Office National du Tourisme Japonais - 4, rue de Ventadour, 75001 Paris. Tel : 01.42.96.29.61 - www.tourisme-japon.fr

• Pour obtenir des renseignements, vous pouvez aussi vous adresser par mail (en français et en anglais) à : visitokinawa@ocvb.or.jp

• Tokyo est à 11 heures de vol de Paris, en vol direct via la JAL, qui est très confortable (jal.com). Les billets sont à partir de 550 euros. • Le décalage horaire est de 7 heures (quand il est midi à Bruxelles, il est 19h à Tokyo ou Naha)

Quelques mots utiles

• Arigatō gozaimasu (prononcer « arigato cosa-imaaaaassse ») : merci beaucoup
• Konnichiwa (prononcer « konitchioua ») : bonjour
• Sayonnara : au revoir
• Sumi masen (prononcer « soumi massène ») : excusez-moi

Ce que vous ne devez JAMAIS faire au Japon

• Lécher vos baguettes après un repas, ou pendant.
• Arriver en retard à un rendez-vous.
• Mettre vos pieds en avant, lorsque vous déjeunez assis par terre. Ça paraît évident, mais à moins que vous ne fassiez du yoga régulièrement, passer un déjeuner ou un dîner assis en lotus est assez difficile. N’allongez pas vos jambes, on risquerait de voir vos pieds (nus ou en chaussettes, car vous retirez vos chaussures), et c’est très mal élevé.

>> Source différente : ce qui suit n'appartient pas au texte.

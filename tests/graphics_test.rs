mod common;
use common::*;
use rmbasic::lang::ErrorCode;
use rmbasic::mach::Val;

#[test]
fn test_console_calls() {
    let r = runtime(&[
        "SET MODE 40",
        "CLS",
        "SET PEN 3 : SET PAPER 1",
        "SET CURPOS 3, 4",
        "SET COLOUR 1 TO 4",
        "LINE 0, 0; 10, 10",
        "CIRCLE 5, 1, 2",
        "PLOT \"hi\", 1, 2",
    ]);
    assert!(r.last_error().is_none());
    assert_eq!(
        r.console().calls(),
        &[
            "MODE 40",
            "CLS",
            "PEN 3",
            "PAPER 1",
            "CURPOS 3,4",
            "COLOUR 1 4",
            "LINE 0,0;10,10",
            "CIRCLE 5 1,2",
            "PLOT hi 1,2",
        ]
    );
}

#[test]
fn test_graphics_errors() {
    let mut r = runtime(&[]);
    exec(&mut r, "SET MODE 60");
    assert_eq!(error_code(&r), Some(ErrorCode::NumberNotInAllowedRange));
    exec(&mut r, "SET PEN 16");
    assert_eq!(error_code(&r), Some(ErrorCode::NumberNotInAllowedRange));
    exec(&mut r, "CIRCLE -1, 0, 0");
    assert_eq!(error_code(&r), Some(ErrorCode::PositiveValueRequired));
    exec(&mut r, "LINE 1, 2");
    assert_eq!(error_code(&r), Some(ErrorCode::ACoordinatePairNeeded));
    exec(&mut r, "SET FOO 1");
    assert_eq!(error_code(&r), Some(ErrorCode::UnknownSetAskAttribute));
    assert!(r.console().calls().is_empty());
}

#[test]
fn test_ask_mouse() {
    let mut r = runtime(&[]);
    r.console_mut().set_mouse(10.0, 20.0, 1.0);
    r.enter("ASK MOUSE X, Y, B");
    assert_eq!(r.var("X"), Some(Val::Number(10.0)));
    assert_eq!(r.var("Y"), Some(Val::Number(20.0)));
    assert_eq!(r.var("B"), Some(Val::Number(1.0)));
}

#[test]
fn test_get_and_put() {
    let mut r = runtime(&[]);
    r.console_mut().push_key('A');
    r.console_mut().push_key('a');
    r.enter("GET K$");
    r.enter("GET K");
    assert_eq!(r.var("K$"), Some(Val::String("A".into())));
    assert_eq!(r.var("K"), Some(Val::Number(97.0)));
    assert_eq!(exec(&mut r, "PUT 72, 105, 13"), "Hi\n");
}

#[test]
fn test_print_selection_is_restored() {
    let mut r = runtime(&[]);
    assert_eq!(exec(&mut r, "PRINT ~3, \"boxed\""), "boxed\n");
    exec(&mut r, "PRINT 1");
    assert_eq!(
        r.console().calls(),
        &["SELECT Some(3) None", "SELECT None None"]
    );
}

Ce qu’il faut faire à Tokyo

Il faut aller dans un bain public. Tout un quartier s’y retrouve, l’ambiance est unique. On appelle ça un « sento », ou « super sento ». Les bains (chauds, froids, saunas, sur le toît, vapeurs…) sont divisés en deux parties pour ne pas mélanger les hommes et les femmes. Attention : il ne faut pas confondre « sento » et « onsen », qui sont des bains installés près d’une source thermale. À noter : les tatoués peuvent être interdits dans les « sento » : les tatouages sont réservés aux yakuzas (la mafia japonaise) et ils possèdent leurs propres bains. Certains sento (ils sont plus de 600 à Tokyo) sont également interdits aux étrangers.

Vivre le Japon

FD-VivreLeJapon-Tokyo-01Pour tenter l’aventure nipponne au rythme de ses habitants, l’agence « Vivre le Japon » est à retenir. Entre l’hôtel et le air bnb, ils proposent en effet des logements entiers à louer pour quelques jours ou plus. C’est évidemment l’occasion de faire sa cuisine soi-même, de vivre les bruits des logements japonais, leur ambiance particulière, leur aménagement parfois surprenant (comme la maison La Keyaki, ci-dessus : la cuisine et la chambre). À l’origine de cette agence, Claude Saulière, qui avait créé Voyageurs du Monde avant de créer ce nouveau concept au Japon. L’expertise de cette agence est donc unique. Ses agents vous aident à prévoir un circuit, un budget, une location de maison traditionnelle, et vous conseillent dans les transports. Leur atout ? Des relais français qui sont sur place, à Tokyo et Kyoto, et vous accueillent. Comme Laetitia (en photo), qui est basée à Tokyo. Si le Japon vous faisait peur uniquement côté budget, vous n’aurez donc plus d’excuse !

Vivre le Japon - 30 rue Sainte-Anne, 75001 Paris, tél : +33(0)1 42 61 60 83, site : vivrelejapon.com.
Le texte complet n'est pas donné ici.